ABOUT THIS EXERCISE | Take the entries below and print, exactly, the stretch from the line containing "use crate::error::Result;" through the line containing "used for joins.", both included.

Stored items
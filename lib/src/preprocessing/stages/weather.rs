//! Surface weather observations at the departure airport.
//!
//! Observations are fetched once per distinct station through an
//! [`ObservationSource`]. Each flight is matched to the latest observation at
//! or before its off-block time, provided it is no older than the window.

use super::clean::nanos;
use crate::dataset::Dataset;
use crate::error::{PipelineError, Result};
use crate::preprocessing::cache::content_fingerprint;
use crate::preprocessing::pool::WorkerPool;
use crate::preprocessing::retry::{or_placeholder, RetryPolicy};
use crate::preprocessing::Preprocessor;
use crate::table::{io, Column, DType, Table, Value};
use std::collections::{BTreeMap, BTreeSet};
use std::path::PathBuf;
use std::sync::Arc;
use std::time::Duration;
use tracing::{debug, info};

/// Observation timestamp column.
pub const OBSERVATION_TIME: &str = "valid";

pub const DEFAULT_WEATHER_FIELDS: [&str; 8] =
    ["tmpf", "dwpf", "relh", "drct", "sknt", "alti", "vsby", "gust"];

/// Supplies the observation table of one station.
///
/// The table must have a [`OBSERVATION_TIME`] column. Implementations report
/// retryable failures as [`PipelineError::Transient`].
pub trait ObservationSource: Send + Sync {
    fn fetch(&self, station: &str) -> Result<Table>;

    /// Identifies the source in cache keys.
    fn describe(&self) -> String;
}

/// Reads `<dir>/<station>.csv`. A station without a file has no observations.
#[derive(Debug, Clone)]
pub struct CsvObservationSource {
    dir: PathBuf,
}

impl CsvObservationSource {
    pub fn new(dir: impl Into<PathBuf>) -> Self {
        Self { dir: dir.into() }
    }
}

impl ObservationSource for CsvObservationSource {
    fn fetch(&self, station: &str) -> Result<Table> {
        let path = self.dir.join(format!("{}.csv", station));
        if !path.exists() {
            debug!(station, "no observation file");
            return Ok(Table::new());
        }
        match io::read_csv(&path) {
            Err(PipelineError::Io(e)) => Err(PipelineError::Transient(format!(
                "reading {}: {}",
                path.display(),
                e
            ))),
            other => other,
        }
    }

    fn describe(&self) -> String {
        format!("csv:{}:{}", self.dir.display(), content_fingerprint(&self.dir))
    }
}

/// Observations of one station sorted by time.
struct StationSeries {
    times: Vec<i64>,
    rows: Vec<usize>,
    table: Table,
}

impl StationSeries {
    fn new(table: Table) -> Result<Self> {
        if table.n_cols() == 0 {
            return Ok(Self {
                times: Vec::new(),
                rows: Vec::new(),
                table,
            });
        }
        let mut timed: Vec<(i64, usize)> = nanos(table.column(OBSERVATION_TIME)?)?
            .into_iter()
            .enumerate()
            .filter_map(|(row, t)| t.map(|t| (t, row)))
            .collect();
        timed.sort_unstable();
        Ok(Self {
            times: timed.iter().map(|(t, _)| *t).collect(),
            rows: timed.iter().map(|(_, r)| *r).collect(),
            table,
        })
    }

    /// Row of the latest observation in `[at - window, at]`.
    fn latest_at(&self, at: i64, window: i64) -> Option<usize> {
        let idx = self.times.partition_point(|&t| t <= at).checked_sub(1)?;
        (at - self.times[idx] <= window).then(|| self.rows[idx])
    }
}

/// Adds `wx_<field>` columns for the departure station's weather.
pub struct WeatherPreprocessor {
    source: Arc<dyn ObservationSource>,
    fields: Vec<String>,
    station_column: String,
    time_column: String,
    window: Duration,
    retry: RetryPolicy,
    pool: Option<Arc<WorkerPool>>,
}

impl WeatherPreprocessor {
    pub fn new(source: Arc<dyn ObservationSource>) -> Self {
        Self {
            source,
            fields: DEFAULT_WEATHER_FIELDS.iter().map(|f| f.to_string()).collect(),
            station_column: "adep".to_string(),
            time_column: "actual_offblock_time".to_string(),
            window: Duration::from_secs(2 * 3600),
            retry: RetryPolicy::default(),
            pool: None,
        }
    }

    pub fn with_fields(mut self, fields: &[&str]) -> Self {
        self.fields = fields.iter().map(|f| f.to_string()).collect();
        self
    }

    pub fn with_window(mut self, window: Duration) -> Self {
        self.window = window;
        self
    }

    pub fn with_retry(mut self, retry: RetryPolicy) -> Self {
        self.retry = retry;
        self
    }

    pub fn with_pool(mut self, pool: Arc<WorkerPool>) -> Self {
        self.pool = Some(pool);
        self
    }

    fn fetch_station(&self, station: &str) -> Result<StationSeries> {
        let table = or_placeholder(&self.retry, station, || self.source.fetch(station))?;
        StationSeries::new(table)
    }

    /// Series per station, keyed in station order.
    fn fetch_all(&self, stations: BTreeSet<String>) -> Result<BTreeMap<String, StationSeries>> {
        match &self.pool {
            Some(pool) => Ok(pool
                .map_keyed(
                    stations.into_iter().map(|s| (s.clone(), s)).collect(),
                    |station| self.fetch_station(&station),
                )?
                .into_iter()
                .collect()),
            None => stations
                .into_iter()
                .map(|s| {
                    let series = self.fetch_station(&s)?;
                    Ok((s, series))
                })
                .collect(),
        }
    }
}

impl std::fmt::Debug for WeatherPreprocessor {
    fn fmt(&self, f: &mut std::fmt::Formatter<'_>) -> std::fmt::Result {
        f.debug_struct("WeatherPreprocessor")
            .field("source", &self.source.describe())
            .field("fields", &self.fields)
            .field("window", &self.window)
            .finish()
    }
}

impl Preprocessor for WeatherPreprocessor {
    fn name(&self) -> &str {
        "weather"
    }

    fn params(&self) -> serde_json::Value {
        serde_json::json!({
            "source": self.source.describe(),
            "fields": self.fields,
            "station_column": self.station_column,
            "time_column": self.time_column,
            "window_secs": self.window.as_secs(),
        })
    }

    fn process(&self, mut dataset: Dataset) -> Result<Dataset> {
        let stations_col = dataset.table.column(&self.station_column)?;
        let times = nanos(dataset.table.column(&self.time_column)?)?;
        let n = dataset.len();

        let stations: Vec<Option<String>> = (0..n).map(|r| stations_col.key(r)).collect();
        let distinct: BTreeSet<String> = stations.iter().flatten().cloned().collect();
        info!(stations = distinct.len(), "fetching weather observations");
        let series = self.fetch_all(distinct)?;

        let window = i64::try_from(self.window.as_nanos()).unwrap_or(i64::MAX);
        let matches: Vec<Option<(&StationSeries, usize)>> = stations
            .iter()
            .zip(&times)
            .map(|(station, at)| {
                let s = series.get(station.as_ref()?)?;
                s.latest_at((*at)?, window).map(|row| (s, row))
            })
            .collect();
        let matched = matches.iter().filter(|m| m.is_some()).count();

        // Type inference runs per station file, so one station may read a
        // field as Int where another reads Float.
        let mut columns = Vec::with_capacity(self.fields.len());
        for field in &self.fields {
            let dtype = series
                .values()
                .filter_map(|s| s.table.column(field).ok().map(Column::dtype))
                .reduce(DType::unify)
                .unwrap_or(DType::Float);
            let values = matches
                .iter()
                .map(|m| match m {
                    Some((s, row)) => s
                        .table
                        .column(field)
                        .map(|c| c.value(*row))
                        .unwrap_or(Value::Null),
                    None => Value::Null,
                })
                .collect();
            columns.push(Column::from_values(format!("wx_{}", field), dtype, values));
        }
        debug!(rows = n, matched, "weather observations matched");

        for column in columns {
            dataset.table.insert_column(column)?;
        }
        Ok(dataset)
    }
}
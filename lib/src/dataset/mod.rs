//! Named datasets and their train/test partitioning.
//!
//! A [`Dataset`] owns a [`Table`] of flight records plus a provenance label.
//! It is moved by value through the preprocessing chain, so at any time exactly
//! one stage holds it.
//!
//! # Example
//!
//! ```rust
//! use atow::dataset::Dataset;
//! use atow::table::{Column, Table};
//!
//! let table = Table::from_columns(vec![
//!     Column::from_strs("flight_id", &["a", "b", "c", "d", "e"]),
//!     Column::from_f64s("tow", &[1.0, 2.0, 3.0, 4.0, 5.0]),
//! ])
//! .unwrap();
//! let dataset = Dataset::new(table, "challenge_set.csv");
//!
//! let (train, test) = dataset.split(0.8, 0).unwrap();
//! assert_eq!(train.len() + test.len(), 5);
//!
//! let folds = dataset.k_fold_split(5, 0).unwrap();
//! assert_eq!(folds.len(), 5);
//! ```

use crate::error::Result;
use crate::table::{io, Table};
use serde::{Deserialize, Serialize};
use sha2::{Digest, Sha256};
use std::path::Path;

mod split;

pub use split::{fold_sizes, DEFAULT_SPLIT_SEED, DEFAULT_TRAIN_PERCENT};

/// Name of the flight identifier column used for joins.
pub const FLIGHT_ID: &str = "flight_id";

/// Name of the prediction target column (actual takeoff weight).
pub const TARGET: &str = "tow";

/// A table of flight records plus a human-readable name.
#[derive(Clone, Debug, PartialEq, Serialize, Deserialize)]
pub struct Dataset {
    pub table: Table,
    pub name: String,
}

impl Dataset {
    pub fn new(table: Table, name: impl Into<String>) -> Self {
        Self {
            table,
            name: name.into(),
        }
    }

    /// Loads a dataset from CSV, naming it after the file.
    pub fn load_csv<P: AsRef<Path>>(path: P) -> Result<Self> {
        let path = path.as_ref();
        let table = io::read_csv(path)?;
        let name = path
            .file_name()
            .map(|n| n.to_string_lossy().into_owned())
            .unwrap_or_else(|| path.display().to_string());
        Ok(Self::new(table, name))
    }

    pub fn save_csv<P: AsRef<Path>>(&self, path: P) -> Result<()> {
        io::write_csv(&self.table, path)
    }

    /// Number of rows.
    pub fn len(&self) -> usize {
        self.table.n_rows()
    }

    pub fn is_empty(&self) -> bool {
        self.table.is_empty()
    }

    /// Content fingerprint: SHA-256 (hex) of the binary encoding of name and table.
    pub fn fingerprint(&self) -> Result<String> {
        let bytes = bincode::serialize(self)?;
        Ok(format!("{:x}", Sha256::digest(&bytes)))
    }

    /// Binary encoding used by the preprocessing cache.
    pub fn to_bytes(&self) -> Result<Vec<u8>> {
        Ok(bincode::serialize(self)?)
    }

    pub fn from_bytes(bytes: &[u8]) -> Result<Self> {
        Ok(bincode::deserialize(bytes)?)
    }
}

RESULT |
use crate::error::Result;
use crate::table::{io, Table};
use serde::{Deserialize, Serialize};
use sha2::{Digest, Sha256};
use std::path::Path;

mod split;

pub use split::{fold_sizes, DEFAULT_SPLIT_SEED, DEFAULT_TRAIN_PERCENT};

/// Name of the flight identifier column used for joins.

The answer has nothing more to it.